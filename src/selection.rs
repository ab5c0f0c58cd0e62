//! Interactive choice of an LLM and an embedding model among the models
//! installed on the local Ollama server.

use std::fs;
use std::io::{self, BufRead, StdinLock, Stdout, Write};
use std::path::{Path, PathBuf};

use reqwest::StatusCode;
use serde::{Deserialize, Serialize};
use serde_json::Value;
use thiserror::Error;
use tracing::debug;

use crate::rchain::ollama::{LocalModel, OllamaClient};

pub const CONFIG_FILE_NAME: &str = "config.json";
pub const LLM_PROMPT: &str = "\nPlease select a Large Language Model (LLM):";
pub const EMBEDDING_PROMPT: &str = "\nPlease select an Embedding Model:";
const CHOICE_PROMPT: &str = "Enter the number of your choice: ";

/// The file written at the end of a selection run.
#[derive(Debug, Clone, PartialEq, Eq, Serialize, Deserialize)]
pub struct SelectionConfig {
    pub llm_model: String,
    pub embedding_model: String,
}

impl SelectionConfig {
    /// Two-space indented JSON, without a trailing newline.
    pub fn to_pretty_json(&self) -> Result<String, SelectionError> {
        serde_json::to_string_pretty(self).map_err(SelectionError::Serialize)
    }

    /// Replaces `path` with this config.
    pub fn save(&self, path: &Path) -> Result<String, SelectionError> {
        let rendered = self.to_pretty_json()?;
        fs::write(path, &rendered).map_err(|source| SelectionError::Write {
            path: path.to_path_buf(),
            source,
        })?;
        Ok(rendered)
    }
}

#[derive(Debug, Error)]
pub enum SelectionError {
    #[error("'models' key not found in response from Ollama")]
    MissingModels { raw: Value },
    #[error("no local Ollama models found")]
    NoModels,
    #[error("failed to connect to Ollama at {host}: {source}")]
    Unreachable {
        host: String,
        source: reqwest::Error,
    },
    #[error("Ollama API error {status}: {body}")]
    Api { status: StatusCode, body: String },
    #[error("unexpected response from Ollama: {0}")]
    Malformed(String),
    #[error("input closed before a model was selected")]
    InputClosed,
    #[error("selected model '{0}' is not in the listing")]
    UnknownModel(String),
    #[error("failed to read selection: {0}")]
    Io(#[from] io::Error),
    #[error("failed to write '{}': {source}", .path.display())]
    Write { path: PathBuf, source: io::Error },
    #[error("failed to serialize selection: {0}")]
    Serialize(serde_json::Error),
}

impl SelectionError {
    /// Outcomes reported as plain diagnostics rather than errors.
    pub fn is_soft(&self) -> bool {
        matches!(self, Self::MissingModels { .. } | Self::NoModels)
    }
}

/// Source of model choices.
pub trait ModelSelector {
    /// Returns the `model` of the descriptor picked for `label`.
    fn select(&mut self, label: &str, models: &[LocalModel]) -> Result<String, SelectionError>;
}

/// Numbered menu on a text stream; re-prompts until a valid index is read.
pub struct ConsoleSelector<R, W> {
    input: R,
    output: W,
}

impl ConsoleSelector<StdinLock<'static>, Stdout> {
    pub fn stdio() -> Self {
        Self::new(io::stdin().lock(), io::stdout())
    }
}

impl<R: BufRead, W: Write> ConsoleSelector<R, W> {
    pub fn new(input: R, output: W) -> Self {
        Self { input, output }
    }

    pub fn into_output(self) -> W {
        self.output
    }
}

impl<R: BufRead, W: Write> ModelSelector for ConsoleSelector<R, W> {
    fn select(&mut self, label: &str, models: &[LocalModel]) -> Result<String, SelectionError> {
        writeln!(self.output, "{label}")?;
        for (index, model) in models.iter().enumerate() {
            writeln!(self.output, "{}: {}", index + 1, model.model)?;
        }

        let mut line = Vec::new();
        loop {
            write!(self.output, "{CHOICE_PROMPT}")?;
            self.output.flush()?;

            line.clear();
            if self.input.read_until(b'\n', &mut line)? == 0 {
                return Err(SelectionError::InputClosed);
            }

            // Undecodable bytes are just another non-numeric answer.
            let choice = match std::str::from_utf8(&line) {
                Ok(text) => parse_choice(text, models.len()),
                Err(_) => Choice::NotANumber,
            };
            match choice {
                Choice::Index(index) => return Ok(models[index].model.clone()),
                Choice::OutOfRange => writeln!(self.output, "Invalid number. Please try again.")?,
                Choice::NotANumber => {
                    writeln!(self.output, "Invalid input. Please enter a number.")?
                }
            }
        }
    }
}

#[derive(Debug, PartialEq, Eq)]
enum Choice {
    Index(usize),
    OutOfRange,
    NotANumber,
}

fn parse_choice(line: &str, count: usize) -> Choice {
    let line = line.trim();
    match line.parse::<i64>() {
        Ok(number) => match usize::try_from(number) {
            Ok(position) if (1..=count).contains(&position) => Choice::Index(position - 1),
            _ => Choice::OutOfRange,
        },
        // Integers past i64 are still numbers, just never a listed one.
        Err(_) if is_integer(line) => Choice::OutOfRange,
        Err(_) => Choice::NotANumber,
    }
}

fn is_integer(text: &str) -> bool {
    let digits = text.strip_prefix(['+', '-']).unwrap_or(text);
    !digits.is_empty() && digits.bytes().all(|byte| byte.is_ascii_digit())
}

/// Prompts once with the shared menu and returns the picked model name.
pub fn prompt_selection<S: ModelSelector + ?Sized>(
    selector: &mut S,
    label: &str,
    models: &[LocalModel],
) -> Result<String, SelectionError> {
    let picked = selector.select(label, models)?;
    if !models.iter().any(|model| model.model == picked) {
        return Err(SelectionError::UnknownModel(picked));
    }
    debug!(label = label.trim(), model = %picked, "model selected");
    Ok(picked)
}

/// Builds a config from two picks against the same model list. Both picks
/// may name the same model.
pub fn choose_models<S: ModelSelector + ?Sized>(
    selector: &mut S,
    models: &[LocalModel],
) -> Result<SelectionConfig, SelectionError> {
    let llm_model = prompt_selection(selector, LLM_PROMPT, models)?;
    let embedding_model = prompt_selection(selector, EMBEDDING_PROMPT, models)?;
    Ok(SelectionConfig {
        llm_model,
        embedding_model,
    })
}

/// Lists models once, asks for both picks and writes `path`.
///
/// Nothing is written when listing fails or returns no models.
pub async fn select_and_save<S: ModelSelector + ?Sized>(
    ollama: &OllamaClient,
    selector: &mut S,
    path: &Path,
) -> Result<(SelectionConfig, String), SelectionError> {
    let models = ollama.list_models().await?;
    let config = choose_models(selector, &models)?;
    let rendered = config.save(path)?;
    debug!(path = %path.display(), "selection saved");
    Ok((config, rendered))
}

#[cfg(test)]
mod tests {
    use std::io::Cursor;

    use serde_json::json;
    use wiremock::matchers::{method, path};
    use wiremock::{Mock, MockServer, ResponseTemplate};

    use super::{
        Choice, ConsoleSelector, ModelSelector, SelectionConfig, SelectionError, choose_models,
        parse_choice, prompt_selection, select_and_save,
    };
    use crate::rchain::ollama::{LocalModel, OllamaClient};

    async fn ollama_returning(body: serde_json::Value) -> MockServer {
        let server = MockServer::start().await;
        Mock::given(method("GET"))
            .and(path("/api/tags"))
            .respond_with(ResponseTemplate::new(200).set_body_json(body))
            .mount(&server)
            .await;
        server
    }

    fn models() -> Vec<LocalModel> {
        vec![LocalModel::new("a"), LocalModel::new("b")]
    }

    fn console(input: &str) -> ConsoleSelector<Cursor<Vec<u8>>, Vec<u8>> {
        ConsoleSelector::new(Cursor::new(input.as_bytes().to_vec()), Vec::new())
    }

    #[test]
    fn parse_choice_accepts_only_listed_indices() {
        assert_eq!(parse_choice("1\n", 2), Choice::Index(0));
        assert_eq!(parse_choice(" 2 ", 2), Choice::Index(1));
        assert_eq!(parse_choice("0", 2), Choice::OutOfRange);
        assert_eq!(parse_choice("3", 2), Choice::OutOfRange);
        assert_eq!(parse_choice("-1", 2), Choice::OutOfRange);
        assert_eq!(parse_choice("two", 2), Choice::NotANumber);
        assert_eq!(parse_choice("", 2), Choice::NotANumber);
        assert_eq!(parse_choice("-", 2), Choice::NotANumber);
        assert_eq!(parse_choice("1.5", 2), Choice::NotANumber);
    }

    #[test]
    fn integers_beyond_i64_are_out_of_range() {
        assert_eq!(parse_choice("99999999999999999999", 2), Choice::OutOfRange);
        assert_eq!(parse_choice("-99999999999999999999", 2), Choice::OutOfRange);
        assert_eq!(parse_choice("+99999999999999999999\n", 2), Choice::OutOfRange);
    }

    #[test]
    fn invalid_utf8_line_is_treated_as_non_numeric() {
        let input = Cursor::new(b"\xff\xfe\n2\n".to_vec());
        let mut selector = ConsoleSelector::new(input, Vec::new());
        let picked = selector
            .select("Pick:", &models())
            .expect("selection should recover");
        assert_eq!(picked, "b");

        let output = String::from_utf8(selector.into_output()).expect("utf-8 output");
        assert_eq!(output.matches("Invalid input. Please enter a number.").count(), 1);
        assert_eq!(output.matches("Enter the number of your choice: ").count(), 2);
    }

    struct Scripted(Vec<&'static str>);

    impl ModelSelector for Scripted {
        fn select(&mut self, _: &str, _: &[LocalModel]) -> Result<String, SelectionError> {
            self.0.pop().map(str::to_string).ok_or(SelectionError::InputClosed)
        }
    }

    #[test]
    fn prompt_selection_rejects_models_outside_the_listing() {
        let err = prompt_selection(&mut Scripted(vec!["c"]), "Pick:", &models())
            .expect_err("c was never listed");
        assert!(matches!(err, SelectionError::UnknownModel(name) if name == "c"));

        let picked = prompt_selection(&mut Scripted(vec!["a"]), "Pick:", &models())
            .expect("a is listed");
        assert_eq!(picked, "a");
    }

    #[test]
    fn menu_is_numbered_from_one() {
        let mut selector = console("1\n");
        selector
            .select("Pick:", &models())
            .expect("selection should succeed");

        let output = String::from_utf8(selector.into_output()).expect("utf-8 output");
        assert!(output.starts_with("Pick:\n1: a\n2: b\nEnter the number of your choice: "));
    }

    #[test]
    fn invalid_entries_reprompt_until_valid() {
        let mut selector = console("0\n3\nabc\n2\n");
        let picked = selector
            .select("Pick:", &models())
            .expect("selection should succeed");
        assert_eq!(picked, "b");

        let output = String::from_utf8(selector.into_output()).expect("utf-8 output");
        assert_eq!(output.matches("Invalid number. Please try again.").count(), 2);
        assert_eq!(output.matches("Invalid input. Please enter a number.").count(), 1);
        assert_eq!(output.matches("Enter the number of your choice: ").count(), 4);
    }

    #[test]
    fn closed_input_stops_the_loop() {
        let mut selector = console("9\n");
        let err = selector
            .select("Pick:", &models())
            .expect_err("eof should fail");
        assert!(matches!(err, SelectionError::InputClosed));
    }

    #[test]
    fn picks_map_to_model_names_not_indices() {
        let mut selector = console("2\n1\n");
        let config = choose_models(&mut selector, &models()).expect("both picks should succeed");
        assert_eq!(
            config,
            SelectionConfig {
                llm_model: "b".to_string(),
                embedding_model: "a".to_string(),
            }
        );
    }

    #[test]
    fn same_model_may_be_picked_twice() {
        let mut selector = console("1\n1\n");
        let config = choose_models(&mut selector, &models()).expect("both picks should succeed");
        assert_eq!(config.llm_model, config.embedding_model);
    }

    #[test]
    fn config_renders_with_two_space_indent() {
        let config = SelectionConfig {
            llm_model: "b".to_string(),
            embedding_model: "a".to_string(),
        };
        assert_eq!(
            config.to_pretty_json().expect("config should serialize"),
            "{\n  \"llm_model\": \"b\",\n  \"embedding_model\": \"a\"\n}"
        );
    }

    #[test]
    fn save_overwrites_existing_file() {
        let dir = tempfile::tempdir().expect("temp dir");
        let path = dir.path().join("config.json");
        std::fs::write(&path, "{\"llm_model\": \"old\", \"extra\": true}").expect("seed file");

        let config = SelectionConfig {
            llm_model: "x".to_string(),
            embedding_model: "y".to_string(),
        };
        config.save(&path).expect("save should succeed");

        let saved: serde_json::Value =
            serde_json::from_str(&std::fs::read_to_string(&path).expect("read back"))
                .expect("saved file should be JSON");
        assert_eq!(
            saved,
            serde_json::json!({"llm_model": "x", "embedding_model": "y"})
        );
    }

    #[tokio::test]
    async fn select_and_save_writes_chosen_models() {
        let server = ollama_returning(json!({"models": [{"model": "a"}, {"model": "b"}]})).await;
        let dir = tempfile::tempdir().expect("temp dir");
        let path = dir.path().join("config.json");

        let mut selector = console("2\n1\n");
        let (config, rendered) =
            select_and_save(&OllamaClient::new(server.uri()), &mut selector, &path)
                .await
                .expect("selection should succeed");

        assert_eq!(config.llm_model, "b");
        assert_eq!(config.embedding_model, "a");
        assert_eq!(
            std::fs::read_to_string(&path).expect("config should exist"),
            rendered
        );
    }

    #[tokio::test]
    async fn missing_models_key_leaves_existing_file_untouched() {
        let server = ollama_returning(json!({"status": "ok"})).await;
        let dir = tempfile::tempdir().expect("temp dir");
        let path = dir.path().join("config.json");
        std::fs::write(&path, "previous").expect("seed file");

        let mut selector = console("1\n1\n");
        let err = select_and_save(&OllamaClient::new(server.uri()), &mut selector, &path)
            .await
            .expect_err("missing key should abort");

        assert!(err.is_soft());
        assert_eq!(std::fs::read_to_string(&path).expect("read back"), "previous");
    }

    #[tokio::test]
    async fn empty_model_list_writes_nothing() {
        let server = ollama_returning(json!({"models": []})).await;
        let dir = tempfile::tempdir().expect("temp dir");
        let path = dir.path().join("config.json");

        let mut selector = console("");
        let err = select_and_save(&OllamaClient::new(server.uri()), &mut selector, &path)
            .await
            .expect_err("empty list should abort");

        assert!(matches!(err, SelectionError::NoModels));
        assert!(!path.exists());
    }
}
============
- WHAT YOU ARE ASKED TO DO -
The task calls for every line of the material that contains the string "StdinLock".

- ANSWER TO THE PROBLEM -
use std::io::{self, BufRead, StdinLock, Stdout, Write};
impl ConsoleSelector<StdinLock<'static>, Stdout> {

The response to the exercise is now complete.